Awaiting his execution, the Baron recount his life story, from being tutored by Dr. Paul Krempe (Robert Urqhart) following his parents’ death to the point of actually making the Monster to seeing his life fall apart. At first, he and Paul (who soon become equals) do their experiments in the name of science, but as they go on, Victor becomes more and more ruthless, even killing a renowned professor (Paul Hardtmuth) to use his brain in the Monster. Paul is opposed to these extreme measures, and this of course fractures their close relationship.

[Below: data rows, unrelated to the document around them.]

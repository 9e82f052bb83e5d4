//! Variant extraction: three strategies over one page, merged and
//! deduplicated.
//!
//! Unlike price and stock, every variant strategy always runs; each one sees
//! a different facet of the page (embedded data, selection controls, free
//! text) and the merged output is deduplicated first-seen-wins. Strategy
//! order is therefore a contract: structured data runs first so its richer
//! shells survive collisions.

pub mod dom;
pub mod heuristic;
pub mod structured;

use std::collections::HashSet;

use rust_decimal::Decimal;
use serde::{Deserialize, Serialize};

use crate::config::ExtractionConfig;
use crate::extraction::context::ExtractionContext;
use crate::extraction::strategy::{ExtractionStrategy, StrategyRun, run_guarded};
use crate::extraction::text::{clean_attribute_value, normalize_attribute_name};
use crate::models::{AttributeSet, StockStatus};

/// Attribute names a page is allowed to contribute as variant dimensions.
/// Anything else is assumed to be noise (prices, ids, marketing copy).
pub(crate) const ATTRIBUTE_NAMES: &[&str] = &[
    "size", "color", "colour", "material", "fit", "style", "width", "length", "capacity",
    "flavor", "flavour", "scent", "finish", "pattern", "model",
];

#[derive(Debug, Clone, Serialize, Deserialize, PartialEq, Eq)]
pub struct VariantAttribute {
    pub name: String,
    pub value: String,
}

impl VariantAttribute {
    /// Normalizes on construction: names become lowercase snake_case,
    /// values are trimmed with inner whitespace collapsed.
    pub fn new(name: &str, value: &str) -> Self {
        Self {
            name: normalize_attribute_name(name),
            value: clean_attribute_value(value),
        }
    }
}

/// Transient extracted variant, not yet reconciled with stored state.
#[derive(Debug, Clone, Serialize, Deserialize, PartialEq)]
pub struct VariantShell {
    pub external_id: Option<String>,
    pub attributes: Vec<VariantAttribute>,
    pub availability: Option<StockStatus>,
    pub price: Option<Decimal>,
    pub variant_url: Option<String>,
    pub source: &'static str,
}

impl VariantShell {
    /// Canonical attribute set used for identity and dedup. Values are
    /// lowercased here so `M` from a dropdown and `m` from embedded data
    /// land on the same variant.
    pub fn attribute_set(&self) -> AttributeSet {
        self.attributes
            .iter()
            .map(|a| (a.name.clone(), a.value.to_lowercase()))
            .collect()
    }

    fn attribute_key(&self) -> String {
        serde_json::to_string(&self.attribute_set()).unwrap_or_default()
    }
}

/// One selectable dimension (e.g. `size` with `[s, m, l]`) collected from a
/// page control or text cluster.
#[derive(Debug, Clone, PartialEq, Eq)]
pub struct VariantDimension {
    pub name: String,
    pub values: Vec<String>,
}

/// What a single strategy harvested: ready shells, plus dimensions the
/// engine still has to expand into combinations.
#[derive(Debug, Default)]
pub struct VariantFindings {
    pub shells: Vec<VariantShell>,
    pub dimensions: Vec<VariantDimension>,
}

/// Adds values to the dimension named `name`, creating it on first sight.
/// Values are deduplicated case-insensitively, keeping first spelling.
pub(crate) fn push_dimension(dims: &mut Vec<VariantDimension>, name: String, values: Vec<String>) {
    if name.is_empty() || values.is_empty() {
        return;
    }
    let dim = match dims.iter_mut().find(|d| d.name == name) {
        Some(existing) => existing,
        None => {
            dims.push(VariantDimension {
                name,
                values: Vec::new(),
            });
            dims.last_mut().unwrap()
        }
    };
    for value in values {
        if !dim
            .values
            .iter()
            .any(|v| v.eq_ignore_ascii_case(&value))
        {
            dim.values.push(value);
        }
    }
}

pub(crate) struct Expansion {
    pub combos: Vec<Vec<VariantAttribute>>,
    pub truncated: bool,
    pub full_count: usize,
}

/// Cartesian product across dimensions, generated odometer-style so the cap
/// stops the work the instant it is reached instead of after full expansion.
pub(crate) fn expand_dimensions(dimensions: &[VariantDimension], cap: usize) -> Expansion {
    let dimensions: Vec<&VariantDimension> =
        dimensions.iter().filter(|d| !d.values.is_empty()).collect();
    if dimensions.is_empty() || cap == 0 {
        return Expansion {
            combos: Vec::new(),
            truncated: false,
            full_count: 0,
        };
    }

    let full_count = dimensions
        .iter()
        .fold(1usize, |acc, d| acc.saturating_mul(d.values.len()));

    let mut combos = Vec::with_capacity(full_count.min(cap));
    let mut indices = vec![0usize; dimensions.len()];
    loop {
        combos.push(
            dimensions
                .iter()
                .zip(&indices)
                .map(|(dim, &i)| VariantAttribute::new(&dim.name, &dim.values[i]))
                .collect(),
        );
        if combos.len() >= cap {
            break;
        }
        // Advance the rightmost index, carrying leftwards
        let mut pos = dimensions.len();
        loop {
            if pos == 0 {
                return Expansion {
                    combos,
                    truncated: false,
                    full_count,
                };
            }
            pos -= 1;
            indices[pos] += 1;
            if indices[pos] < dimensions[pos].values.len() {
                break;
            }
            indices[pos] = 0;
        }
    }

    let truncated = combos.len() < full_count;
    Expansion {
        combos,
        truncated,
        full_count,
    }
}

pub struct VariantEngine {
    strategies: Vec<Box<dyn ExtractionStrategy<Output = VariantFindings>>>,
    max_variants: usize,
}

impl VariantEngine {
    pub fn new(config: &ExtractionConfig) -> Self {
        Self {
            strategies: vec![
                Box::new(structured::StructuredDataVariants::new(
                    config.max_blob_depth,
                )),
                Box::new(dom::DomVariants::new()),
                Box::new(heuristic::HeuristicVariants::new()),
            ],
            max_variants: config.max_variants,
        }
    }

    pub fn extract(&self, ctx: &ExtractionContext) -> StrategyRun<Vec<VariantShell>> {
        let mut notes = Vec::new();
        let mut shells = Vec::new();

        for strategy in &self.strategies {
            let name = strategy.name();
            let Some(findings) = run_guarded(strategy.as_ref(), ctx, &mut notes) else {
                continue;
            };
            shells.extend(findings.shells);
            if findings.dimensions.is_empty() {
                continue;
            }
            let expansion = expand_dimensions(&findings.dimensions, self.max_variants);
            if expansion.truncated {
                notes.push(format!(
                    "{name}: combination expansion capped at {} of {} possible variants",
                    expansion.combos.len(),
                    expansion.full_count
                ));
            }
            shells.extend(expansion.combos.into_iter().map(|attributes| VariantShell {
                external_id: None,
                attributes,
                availability: None,
                price: None,
                variant_url: None,
                source: name,
            }));
        }

        let mut merged = dedup_shells(shells);
        if merged.len() > self.max_variants {
            notes.push(format!(
                "variant output capped at {} of {} extracted",
                self.max_variants,
                merged.len()
            ));
            merged.truncate(self.max_variants);
        }

        StrategyRun {
            result: if merged.is_empty() {
                None
            } else {
                Some(merged)
            },
            notes,
        }
    }
}

/// First-seen wins. Two shells collide when they share an external id, or
/// when the later one has no id and repeats an already-seen attribute set.
fn dedup_shells(shells: Vec<VariantShell>) -> Vec<VariantShell> {
    let mut seen_ids: HashSet<String> = HashSet::new();
    let mut seen_attrs: HashSet<String> = HashSet::new();
    let mut out = Vec::with_capacity(shells.len());

    for shell in shells {
        if let Some(id) = &shell.external_id {
            if !seen_ids.insert(id.clone()) {
                continue;
            }
            seen_attrs.insert(shell.attribute_key());
            out.push(shell);
            continue;
        }
        if !seen_attrs.insert(shell.attribute_key()) {
            continue;
        }
        out.push(shell);
    }
    out
}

While the Universal films portrayed Frankenstein as a sympathetic but mad scientist, the Hammer ones portray him as pure evil. He doesn’t have qualms about what he does, and he doesn’t care who he harms in the process. Peter Cushing’s performance is magnificent, playing a man who even seems sexually aroused by his own work. He’s engaged to Elizabeth (Hazel Court) and is having an affair with Justine (Valerie Gaunt), but he doesn’t seem to care much for either’s affection. He’s completely self-serving, and that’s why I love this film so much.

We get a nice little twist in the final scene, as Paul and Elizabeth—now seemingly a couple—come to see the imprisoned Frankenstein. They dismiss Frankenstein’s story, and he’s led off to the guillotine to die. So did Victor Frankenstein commit all the murders or did his monster have a hand in it? Was there even a monster at all? Was it all true and Paul and Elizabeth merely want him dead? The ambiguity just makes the film all the more interesting.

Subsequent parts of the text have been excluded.